FAST FOOD, COLUMBUS AND ANTI-GAY HARASSMENT

I recently read a sweet story about two gay guys in Columbus who were verbally harassed because they were holding hands in line to get pizza. Some guy told them to cut their "gay shit" out. Customers and employees of the pizza joint alike joined in to shame the harasser who left with his tail between his legs. Great! I hope to hear more of these tales. BUT, I was in Columbus this summer and had a very different experience which I feel is more the norm. What do you think?

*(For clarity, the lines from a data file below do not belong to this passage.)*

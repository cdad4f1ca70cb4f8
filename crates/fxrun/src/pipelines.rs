use effects::{
    BlueNoiseProvider, ChainStage, EffectConfigurable, EffectDevice, EffectError, EffectWipe,
    FramebufferProvider, UniformProvider, CHAIN,
};
use serde::Serialize;
use shaderbank::{ShaderModuleRegistry, Subscribed};

/// Whether one chain shader produced a working pipeline pair.
#[derive(Debug, Clone, PartialEq, Eq, Serialize)]
pub struct PipelineStatus {
    pub shader: String,
    #[serde(skip_serializing_if = "Option::is_none")]
    pub error: Option<String>,
}

impl PipelineStatus {
    fn from_result<T>(shader: &str, result: &Result<T, EffectError>) -> Self {
        Self {
            shader: shader.to_string(),
            error: result.as_ref().err().map(|err| err.to_string()),
        }
    }
}

/// Every chain effect that built, subscribed to the registry so reloads
/// rebuild their pipelines.
pub struct EffectSet<D: EffectDevice + 'static> {
    configurable: Vec<Subscribed<EffectConfigurable<D>>>,
    wipe: Option<Subscribed<EffectWipe<D>>>,
    statuses: Vec<PipelineStatus>,
}

impl<D: EffectDevice + 'static> EffectSet<D> {
    /// Builds each chain stage in order. A stage that fails is recorded and
    /// left out; the rest still build.
    pub fn build(
        registry: &ShaderModuleRegistry<D>,
        framebuffers: &dyn FramebufferProvider<D>,
        uniform: &dyn UniformProvider<D>,
        blue_noise: &dyn BlueNoiseProvider<D>,
        wipe_enabled: bool,
    ) -> Self {
        let mut set = Self {
            configurable: Vec::new(),
            wipe: None,
            statuses: Vec::with_capacity(CHAIN.len()),
        };

        for stage in &CHAIN {
            match stage {
                ChainStage::Effect { descriptor, .. } => {
                    let result = EffectConfigurable::with_standard_layouts(
                        registry,
                        descriptor.clone(),
                        framebuffers.bind_group_layout(),
                        uniform.bind_group_layout(),
                    );
                    set.record(stage, &result);
                    if let Ok(effect) = result {
                        set.configurable.push(registry.register(effect));
                    }
                }
                ChainStage::Wipe => {
                    let result =
                        EffectWipe::new(registry, framebuffers, uniform, blue_noise, wipe_enabled);
                    set.record(stage, &result);
                    set.wipe = result.ok().map(|wipe| registry.register(wipe));
                }
            }
        }
        set
    }

    fn record<T>(&mut self, stage: &ChainStage, result: &Result<T, EffectError>) {
        let status = PipelineStatus::from_result(stage.shader(), result);
        match &status.error {
            Some(error) => {
                tracing::warn!(shader = %status.shader, %error, "effect pipeline failed to build")
            }
            None => tracing::debug!(shader = %status.shader, "effect pipeline built"),
        }
        self.statuses.push(status);
    }

    pub fn statuses(&self) -> &[PipelineStatus] {
        &self.statuses
    }

    pub fn failures(&self) -> usize {
        self.statuses
            .iter()
            .filter(|status| status.error.is_some())
            .count()
    }

    /// Built effects currently holding pipelines. A failed reload leaves
    /// the effect it stopped at without them.
    pub fn with_pipelines(&self) -> usize {
        let configurable = self
            .configurable
            .iter()
            .filter(|effect| effect.borrow().base().has_pipelines())
            .count();
        let wipe = self
            .wipe
            .as_ref()
            .is_some_and(|wipe| wipe.borrow().base().has_pipelines());
        configurable + usize::from(wipe)
    }
}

Heartwarming Stories Are Great, But Bad Things Still Happen to Gay People in Ohio by Lady Bunny


In Columbus, Ohio, this past August, I had a very different experience from the one detailed in a recent HuffPost blog in which Joel Diaz describes the positive experience of witnessing fellow customers and staff at a pizza restaurant come to his defense when an anti-gay customer began harassing him and his friend Ethan for holding hands while waiting in line. I don't want to be a naysayer, but before we use their experience as a barometer of social change, let's consider my not-so-rosy tale of harassment at a fast food joint in the same city. Joel describes his and Ethan's experience as "incredible," and mine was, too -- as in "unbelievable."
Every year, I deejay at a deluxe private event thrown by a large corporation in Columbus. Because they also fly in dozens of other staff from NYC, they always put us all up at the same airport hotel. I stayed an extra night because I'd booked a show at the city's big gay club the night after the party I'd spun for. In my show I use Chicken Mcnuggets as a prop, so I went across the street to McDonald's to order them. I'm a sissy even out of drag, and one guy behind the counter could not stop gagging at my appearance. He was alerting all his coworkers to take a peep at me, and I just said nothing. (When you're effeminate and choose not to hide it, you let a lot of shit roll off your back.) He got the attention of his manager, who turned around, looked at me and rolled her eyes plainly in my view. When the manager then tried to take my order, I'd had enough.
I complained to her that I was a customer there and didn't appreciate being mocked by the staff and explained what I'd just seen this guy do. She played dumb, even though, at this guy's insistence, she had just joined her whole staff in poking fun at me. So I asked for the manager. She said that she was the manager, so I asked her for her name. She refused to give it. By now other customers were looking on, because the discussion had become quite heated, as I was demanding to know whether this was how paying customers were normally treated at this establishment under her watch. Getting nowhere, I left and went back across the street to my hotel. I was so angry and shaken up that I was complaining to a friend on my phone outside the hotel. Then the police pulled up and got out of the car. The McDonald's manager had called the police on me!